Список покупок предполагает потребителей. Вот почему капитализм и считает, что завоевал этот мир. Обломки Берлинской стены теперь продаются повсюду. Сорок марок за большой кусок стены с западной стороны и десять за кусок с восточной. В прошлом месяце в Москве открылся первый «Макдоналдс», в прошлом году на площади Тяньаньмэнь – первый «Кентукки фрайд чикен». Мультинациональные компании приобрели глобальное влияние в том смысле, что стали более могущественными, чем любое отдельное национальное государство. И свободный рынок будет внедрен повсеместно.
Однако, если материалистическая философия последних двух столетий иссякла, что же будет с материалистической фантазией, от которой всецело зависит консюмеризм и, следовательно, глобальный капитализм?
Маркетинг так же регулярно и систематически присутствует в нашей жизни, как молитва в семинарии. Он преображает продаваемый продукт или упаковку таким образом, что они приобретают ауру, некое сияние, обещающее временное освобождение от страданий, своего рода мини-спасение, – освобождение всегда связывалось с выкупом. Таким образом, любой товар располагает к мечтанию, но, что даже более важно, к стяжательству стремится само воображение, подтверждая кредо Айвана Бойски
[82], озвученное им перед выпускниками Школы бизнеса в Бёркли: «Я уверен, что жадность – это здоровая черта. Можно быть жадным и ничуть не терзаться по этому поводу».
Нищета в нашем веке сильно отличается от той, что была раньше. Она возникает не в результате неурожая, как в былые времена, а по причине особого ряда приоритетов, навязанных богатыми всему остальному миру. Поэтому современные бедняки не вызывают жалости, разве что у отдельных людей, они просто списываются со счетов, подобно мусору. Потребительская экономика ХХ века создала первую культуру, которую нищий ни о чем не заставляет задуматься.

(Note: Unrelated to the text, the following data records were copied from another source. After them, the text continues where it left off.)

//! Access gate for restricted assets.
//!
//! ```text
//! requires_auth?
//!   no  -> Unrestricted
//!   yes -> region full, max_unauthorised > 0 and
//!          longest output edge <= max_unauthorised?
//!          (capped at native size unless the version allows upscaling)
//!            yes -> Shortcut (no validator call)
//!            no  -> NeedsValidator -> Open | Authorized | Unauthorized
//! ```

use std::sync::Arc;

use tokio_util::sync::CancellationToken;
use tracing::debug;

use crate::asset::{
    AssetAccessResult, AssetAccessValidator, AuthMechanism, OrchestrationAsset, RequestCredentials,
};
use crate::error::AccessError;
use crate::iiif::{ImageApiVersion, ImageRequest};

/// How a request relates to the asset's access policy, before any I/O.
#[derive(Debug, Clone, Copy, PartialEq, Eq)]
pub enum AccessClass {
    /// Asset does not require auth
    Unrestricted,
    /// Requested output fits within the unauthorised bound
    Shortcut,
    /// A full access check is required
    NeedsValidator,
}

/// Classify a request against an asset without calling the validator.
///
/// Only full-region requests can shortcut. `max` and `full` sizes resolve to
/// the native dimensions, so they shortcut only when those are known and
/// already within the bound. A `max_unauthorised` of zero or below never
/// shortcuts.
///
/// `version` decides whether sizes without `^` can exceed the native
/// dimensions; under Image API 3 they are capped at the source.
pub fn classify_access(
    request: &ImageRequest,
    asset: &OrchestrationAsset,
    version: ImageApiVersion,
) -> AccessClass {
    if !asset.requires_auth {
        return AccessClass::Unrestricted;
    }
    if !request.region.is_full() || asset.max_unauthorised <= 0 {
        return AccessClass::NeedsValidator;
    }

    match request.size.max_output_edge(asset.dimensions(), version) {
        Some(edge) if i64::from(edge) <= asset.max_unauthorised => AccessClass::Shortcut,
        _ => AccessClass::NeedsValidator,
    }
}

/// Outcome of the access gate.
#[derive(Debug, Clone, Copy, PartialEq, Eq)]
pub enum AccessDecision {
    Permitted,
    Denied,
}

/// Runs [`classify_access`] and, when needed, the access validator.
#[derive(Clone)]
pub struct AccessGate {
    validator: Arc<dyn AssetAccessValidator>,
}

impl AccessGate {
    pub fn new(validator: Arc<dyn AssetAccessValidator>) -> Self {
        Self { validator }
    }

    pub async fn check(
        &self,
        request: &ImageRequest,
        version: ImageApiVersion,
        asset: &OrchestrationAsset,
        credentials: &RequestCredentials,
        cancel: &CancellationToken,
    ) -> Result<AccessDecision, AccessError> {
        match classify_access(request, asset, version) {
            AccessClass::Unrestricted => Ok(AccessDecision::Permitted),
            AccessClass::Shortcut => {
                debug!(
                    asset = %asset.asset_id,
                    max_unauthorised = asset.max_unauthorised,
                    "Restricted asset viewable at requested size without auth"
                );
                Ok(AccessDecision::Permitted)
            }
            AccessClass::NeedsValidator => {
                let result = self
                    .validator
                    .validate(
                        &asset.asset_id,
                        &asset.roles,
                        AuthMechanism::Cookie,
                        credentials,
                        cancel,
                    )
                    .await?;
                debug!(asset = %asset.asset_id, result = ?result, "Access validated");
                Ok(match result {
                    AssetAccessResult::Open | AssetAccessResult::Authorized => AccessDecision::Permitted,
                    AssetAccessResult::Unauthorized => AccessDecision::Denied,
                })
            }
        }
    }
}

Большинство обозревателей событий в Восточной Европе указывают на возвращение к религии и национализму. Это часть общемировой тенденции. При этом слово «возвращение» способно ввести в заблуждение. Нынешние религиозные организации не те же, что были прежде, и люди, которые возвращаются к религии, живут в эпоху транзисторов в конце ХХ века, а не в XVIII.

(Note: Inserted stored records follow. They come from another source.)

//! The `{region}/{size}/{rotation}/{quality}.{format}` trailer.

use std::fmt;
use std::str::FromStr;

use super::region::Region;
use super::size::{Dimensions, SizeKind, SizeParameter};
use crate::error::PathError;

/// Rotation parameter, `[!]degrees`.
#[derive(Debug, Clone, Copy, PartialEq)]
pub struct Rotation {
    /// `!` prefix: mirror before rotating
    pub mirrored: bool,
    pub degrees: f64,
}

impl Rotation {
    pub fn parse(token: &str) -> Result<Self, PathError> {
        let (mirrored, body) = match token.strip_prefix('!') {
            Some(rest) => (true, rest),
            None => (false, token),
        };
        let degrees = body
            .parse::<f64>()
            .ok()
            .filter(|d| d.is_finite() && (0.0..=360.0).contains(d))
            .ok_or_else(|| PathError::invalid("rotation", token, "expected degrees between 0 and 360"))?;
        Ok(Self { mirrored, degrees })
    }

    /// Unrotated and unmirrored.
    pub fn is_identity(&self) -> bool {
        !self.mirrored && self.degrees == 0.0
    }
}

/// Quality parameter.
#[derive(Debug, Clone, Copy, PartialEq, Eq)]
pub enum Quality {
    Default,
    Color,
    Gray,
    Bitonal,
}

impl Quality {
    pub fn as_str(&self) -> &'static str {
        match self {
            Quality::Default => "default",
            Quality::Color => "color",
            Quality::Gray => "gray",
            Quality::Bitonal => "bitonal",
        }
    }
}

impl FromStr for Quality {
    type Err = PathError;

    fn from_str(s: &str) -> Result<Self, Self::Err> {
        match s {
            "default" => Ok(Quality::Default),
            "color" => Ok(Quality::Color),
            "gray" => Ok(Quality::Gray),
            "bitonal" => Ok(Quality::Bitonal),
            other => Err(PathError::invalid(
                "quality",
                other,
                "expected default, color, gray or bitonal",
            )),
        }
    }
}

impl fmt::Display for Quality {
    fn fmt(&self, f: &mut fmt::Formatter<'_>) -> fmt::Result {
        f.write_str(self.as_str())
    }
}

/// A parsed Image API request trailer.
///
/// The raw tokens are retained alongside the typed values; backends receive
/// exactly what the client sent.
#[derive(Debug, Clone, PartialEq)]
pub struct ImageRequest {
    pub region: Region,
    pub size: SizeParameter,
    pub rotation: Rotation,
    pub quality: Quality,
    pub format: String,

    region_token: String,
    size_token: String,
    rotation_token: String,
}

impl ImageRequest {
    /// Parse the four trailing path segments.
    pub fn parse(
        region: &str,
        size: &str,
        rotation: &str,
        quality_format: &str,
    ) -> Result<Self, PathError> {
        let (quality, format) = quality_format.rsplit_once('.').ok_or_else(|| {
            PathError::invalid("quality", quality_format, "expected '{quality}.{format}'")
        })?;
        if format.is_empty() {
            return Err(PathError::invalid("format", quality_format, "format is empty"));
        }

        Ok(Self {
            region: Region::parse(region)?,
            size: SizeParameter::parse(size)?,
            rotation: Rotation::parse(rotation)?,
            quality: quality.parse()?,
            format: format.to_string(),
            region_token: region.to_string(),
            size_token: size.to_string(),
            rotation_token: rotation.to_string(),
        })
    }

    /// Size token as sent by the client.
    pub fn size_token(&self) -> &str {
        &self.size_token
    }

    /// `/{region}/{size}/{rotation}/{quality}.{format}` using the original tokens.
    pub fn image_request_path(&self) -> String {
        format!(
            "/{}/{}/{}/{}.{}",
            self.region_token, self.size_token, self.rotation_token, self.quality, self.format
        )
    }

    /// Whether a pre-rendered thumbnail could satisfy this request at all.
    ///
    /// Thumbnails are stored as unrotated default-quality jpgs of the full
    /// region, so anything else has to go to an image server.
    pub fn is_thumb_candidate(&self) -> bool {
        self.region.is_full()
            && self.rotation.is_identity()
            && matches!(self.quality, Quality::Default | Quality::Color)
            && self.format == "jpg"
            && !self.size.is_max()
            && !self.size.upscaled
    }

    /// First open thumbnail the requested size resolves to exactly.
    pub fn matching_thumb(
        &self,
        open_thumbs: &[[u32; 2]],
        source: Option<Dimensions>,
    ) -> Option<Dimensions> {
        if !self.is_thumb_candidate() {
            return None;
        }
        open_thumbs
            .iter()
            .map(|pair| Dimensions::from_pair(*pair))
            .find(|thumb| self.size_matches_thumb(*thumb, source))
    }

    fn size_matches_thumb(&self, thumb: Dimensions, source: Option<Dimensions>) -> bool {
        match self.size.kind {
            SizeKind::Exact { width, height } => width == thumb.width && height == thumb.height,
            SizeKind::Width(width) => width == thumb.width,
            SizeKind::Height(height) => height == thumb.height,
            SizeKind::Confined { width, height } => {
                thumb.width <= width
                    && thumb.height <= height
                    && (thumb.width == width || thumb.height == height)
            }
            SizeKind::Percent(_) => source.is_some() && self.size.resulting_size(source) == Some(thumb),
            SizeKind::Max | SizeKind::Full => false,
        }
    }
}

В Латинской Америке, к примеру, именно католическое движение (к большому смущению папы) ведет борьбу за социальную справедливость и помогает выживать тем, кого считают историческим мусором. Во многих районах Ближнего Востока растущая привлекательность ислама неотделима от социальной справедливости, которую он обещает бедным или (как в случае с палестинцами) лишенным своей земли изгнанникам, и борьбы с беспощадной экономической и военной машинерией Запада.
Возрождающееся национальное самосознание отражает схожую тенденцию. Все движения за независимость предъявляют экономические и территориальные требования, но их первейший запрос – духовного порядка. Ирландцы, баски, корсиканцы, курды, косовары, азербайджанцы, пуэрториканцы и латыши далеки друг от друга в культурном и историческом отношении, но все они хотят быть свободными от далеких, заграничных центров, которые воспринимаются ими по долгому и горькому опыту как совершенно бездушные.

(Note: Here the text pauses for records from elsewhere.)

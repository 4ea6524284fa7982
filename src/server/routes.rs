//! Router configuration for the IIIF delivery router.
//!
//! # Route Structure
//!
//! ```text
//! /health                  - Health check
//! /iiif-img/{*path}        - IIIF Image API routing (GET, HEAD)
//! ```
//!
//! # Example
//!
//! ```ignore
//! use iiif_delivery_router::server::{create_router, RouterConfig};
//!
//! let router = create_router(image_router, RouterConfig::new());
//!
//! let listener = tokio::net::TcpListener::bind("0.0.0.0:3000").await?;
//! axum::serve(listener, router).await?;
//! ```

use std::time::Duration;

use axum::{routing::get, Router};
use http::header::{AUTHORIZATION, CONTENT_TYPE};
use http::{HeaderName, Method};
use tower_http::cors::{Any, CorsLayer};
use tower_http::trace::TraceLayer;

use super::handlers::{health_handler, iiif_image_handler, AppState, X_PROXY_DESTINATION};
use crate::routing::ImageRequestRouter;

/// Route prefix for image requests.
pub const IIIF_IMAGE_PREFIX: &str = "/iiif-img";

// =============================================================================
// Router Configuration
// =============================================================================

/// Configuration for the HTTP router.
#[derive(Debug, Clone)]
pub struct RouterConfig {
    /// Allowed CORS origins (None = allow any origin)
    pub cors_origins: Option<Vec<String>>,

    /// Whether to enable request tracing
    pub enable_tracing: bool,
}

impl Default for RouterConfig {
    fn default() -> Self {
        Self::new()
    }
}

impl RouterConfig {
    /// Create a router configuration.
    ///
    /// By default CORS allows any origin and tracing is enabled.
    pub fn new() -> Self {
        Self {
            cors_origins: None,
            enable_tracing: true,
        }
    }

    /// Set specific allowed CORS origins.
    ///
    /// Pass an empty vec to disallow all cross-origin requests.
    pub fn with_cors_origins(mut self, origins: Vec<String>) -> Self {
        self.cors_origins = Some(origins);
        self
    }

    /// Allow any CORS origin.
    pub fn with_cors_any_origin(mut self) -> Self {
        self.cors_origins = None;
        self
    }

    /// Enable or disable request tracing.
    pub fn with_tracing(mut self, enabled: bool) -> Self {
        self.enable_tracing = enabled;
        self
    }
}

// =============================================================================
// Router Builder
// =============================================================================

/// Create the main application router.
pub fn create_router(image_router: ImageRequestRouter, config: RouterConfig) -> Router {
    let app_state = AppState::new(image_router);
    let cors = build_cors_layer(&config);

    let router = Router::new()
        .route("/health", get(health_handler))
        .route(
            &format!("{}/{{*path}}", IIIF_IMAGE_PREFIX),
            get(iiif_image_handler),
        )
        .with_state(app_state)
        .layer(cors);

    if config.enable_tracing {
        router.layer(TraceLayer::new_for_http())
    } else {
        router
    }
}

/// Build the CORS layer based on configuration.
fn build_cors_layer(config: &RouterConfig) -> CorsLayer {
    let cors = CorsLayer::new()
        .allow_methods([Method::GET, Method::HEAD, Method::OPTIONS])
        .allow_headers([AUTHORIZATION, CONTENT_TYPE])
        .expose_headers([HeaderName::from_static(X_PROXY_DESTINATION)])
        .max_age(Duration::from_secs(86400)); // 24 hours

    match &config.cors_origins {
        None => cors.allow_origin(Any),
        Some(origins) if origins.is_empty() => cors,
        Some(origins) => {
            let parsed_origins: Vec<_> = origins.iter().filter_map(|o| o.parse().ok()).collect();
            cors.allow_origin(parsed_origins)
        }
    }
}

// =============================================================================
// Tests
// =============================================================================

Все националистические движения в глубине своей обеспокоены вопросом наименований – самым нематериальным и оригинальным человеческим изобретением. Тех, кто считает имена лишь второстепенной деталью, никогда не сгоняли с их земель, однако народам на периферии неоднократно приходилось переселяться. Вот почему они настаивают на признании своей идентичности, настаивают на преемственности – связи с мертвыми и нерожденными.
Если возвращение к религии отчасти является протестом против бессердечности материалистических систем, то возрождение национального самосознания – это отчасти протест против анонимности этих систем, их стремления свести всё и всех к статистике и эфемерности.